HW: Have you gotten approached for crazy Tyler Perry or Madea products?
TP:
Yeah, a couple that would never happen. I won’t be doing any endorsements. Madea wont be showing up endorsing pantyhose or Hanes Her Way. None of that stuff is going to happen. I’ve gotten a couple of scripts. I’ve stopped accepting scripts because I’ve gotten some from the bigger studios that I thought were just laughable. People want to tap into it and capitalize on it but they don’t understand the spirit or the intent of it. This has never been about money for me from day one. It’s about being able to have this incredible gift, this incredible opportunity to use your voice, to speak life and help people and inspire them. That’s what it’s always been about for me. All the other things just came. Every time I’ve been in need, I’ve said a prayer, “I need somebody to cover this area,” then that person will eventually find their way to me. It’s getting harder and harder to filter them because the more success you have the more you deal with the craziness and you don’t know who’s who.

HW: When did you realize you were successful?
TP:
It was at the premiere of The Color Purple. We were coming out of the back door, it was me, Oprah and Tina Turner. Oprah comes out and the crowds are at the barricades and they’re screaming, “Oprah, Oprah,” and she gets in the limo. Tina Turner comes out and “Tina!” I come out and this lady in the back yells, “Tyler, Tyler!” And I go, “I’m on my way!” That was pretty good.

HW: How does Daddy’s Little Girls fit into the bigger picture?
TP:
I just think that it’s like feeling what am I led to do next, and I think fathers is what I’m supposed to be talking about now. However it fits in, I think it’ll fall in right where it should. Whatever happens, I’ll be happy either way. I think what makes a lot of people in this town unhappy is that you start off with a script or idea, and bring it to a studio. It’s shot down. It’s changed. It’s watered down. So then the movie comes out and doesn’t do well and everybody’s disappointed, but your vision was lost. But because I’m in the position that I’m in I’ve been able to maintain my vision. If I do something that’s 100 percent that’s my vision, which this movie is, and it fails, I’m still happy because I maintained my vision.

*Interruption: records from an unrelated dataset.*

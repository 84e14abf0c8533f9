//! Season bonus engines
//!
//! Each engine is a pure computation over stored matchups plus a `run` that
//! loads its inputs from the store and persists its output where it has one.

pub mod high_points;
pub mod skins;
pub mod survivor;

pub use high_points::{HighPointsConfig, HighPointsEngine, HighPointsWinner};
pub use skins::{SkinsConfig, SkinsEngine, SkinsEntry, SkinsOutcome};
pub use survivor::{SurvivorConfig, SurvivorEngine};

use crate::config::Config;
use crate::error::Result;
use crate::store::ResultStore;
use crate::types::{SurvivorResult, Team};
use std::ops::RangeInclusive;
use tracing::info;

/// Common surface of the bonus engines
pub trait BonusEngine {
    /// Weeks the engine reads
    fn weeks(&self) -> RangeInclusive<u32>;

    /// Engine name for display
    fn name(&self) -> &'static str;
}

/// Runs every enabled bonus engine
pub struct BonusRunner {
    pub survivor: Option<SurvivorEngine>,
    pub skins: Option<SkinsEngine>,
    pub high_points: HighPointsEngine,
}

impl BonusRunner {
    pub fn new(config: &Config) -> Self {
        Self {
            survivor: config
                .game
                .survivor_pool_enabled
                .then(|| SurvivorEngine::new(SurvivorConfig::from(config))),
            skins: config
                .game
                .skins_game_enabled
                .then(|| SkinsEngine::new(SkinsConfig::from(config))),
            high_points: HighPointsEngine::new(HighPointsConfig::from(config)),
        }
    }

    /// Run all enabled engines against the stored season
    pub async fn run_all(&self, store: &dyn ResultStore, roster: &[Team]) -> Result<BonusResults> {
        let skins = match &self.skins {
            Some(engine) => {
                info!("Running {} over weeks {:?}", engine.name(), engine.weeks());
                Some(engine.run(store).await?)
            }
            None => None,
        };

        let survivor = match &self.survivor {
            Some(engine) => {
                info!("Running {} over weeks {:?}", engine.name(), engine.weeks());
                Some(engine.run(store, roster).await?)
            }
            None => None,
        };

        let high_points = self.high_points.run(store).await?;

        Ok(BonusResults {
            skins,
            survivor,
            high_points,
        })
    }
}

/// Output of a full bonus run
#[derive(Debug, Clone)]
pub struct BonusResults {
    pub skins: Option<SkinsOutcome>,
    pub survivor: Option<SurvivorResult>,
    pub high_points: Option<HighPointsWinner>,
}

#[cfg(test)]
mod tests {
    use super::*;
    use crate::config::test_support::sample_config;
    use crate::store::{documents, save_doc, MemoryStore};
    use crate::types::{GameStatus, MatchupRecord, TeamMatchup};
    use rust_decimal::Decimal;
    use rust_decimal_macros::dec;

    fn team(n: u32, name: &str) -> Team {
        Team {
            team_key: format!("k{}", n),
            team_id: n.to_string(),
            team_name: name.into(),
        }
    }

    fn record(week: u32, a: &Team, a_pts: Decimal, b: &Team, b_pts: Decimal) -> MatchupRecord {
        MatchupRecord::from_matchup(
            a,
            &TeamMatchup {
                week,
                status: GameStatus::Final,
                team_points: a_pts,
                opponent_points: b_pts,
                opponent_key: b.team_key.clone(),
                opponent_name: b.team_name.clone(),
            },
        )
    }

    #[test]
    fn test_disabled_engines_are_skipped() {
        let mut config = sample_config();
        config.game.skins_game_enabled = false;
        let runner = BonusRunner::new(&config);
        assert!(runner.skins.is_none());
        assert!(runner.survivor.is_some());
    }

    #[tokio::test]
    async fn test_run_all_persists_results() {
        let store = MemoryStore::new();
        let (a, b) = (team(1, "Alpha"), team(2, "Bravo"));
        save_doc(
            &store,
            &documents::week_matchups(1),
            &vec![record(1, &a, dec!(130), &b, dec!(90))],
        )
        .await
        .unwrap();

        let runner = BonusRunner::new(&sample_config());
        let results = runner.run_all(&store, &[a, b]).await.unwrap();

        let skins = results.skins.unwrap();
        assert_eq!(skins.totals.get("Alpha"), Some(&dec!(10)));
        let survivor = results.survivor.unwrap();
        assert_eq!(survivor.winner.as_deref(), Some("Alpha"));
        assert_eq!(results.high_points.unwrap().team, "Alpha");

        assert!(store.load(documents::SKINS).await.unwrap().is_some());
        assert!(store.load(documents::SURVIVOR).await.unwrap().is_some());
    }
}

HW: Tell us about your new TV series. You’re going to direct every one?
TP:
I am. I’ve always been a workaholic, but the great thing about House of Payne is that I have great writers. The way the day will go is that I’ll work the first two hours on blocking. We don’t shoot an episode a week. We’re going to do the episodes a week. I’ll go in and block for two hours with the actors, with an assistant director to rehearse and run through it, come back and shoot it that night while I’m off doing the film. Then we’ll take the summer off and then I’ll do the next 50. But House of Payne and TBS are great partners to have. This thing with Fox running it five days a week, I’m excited about it.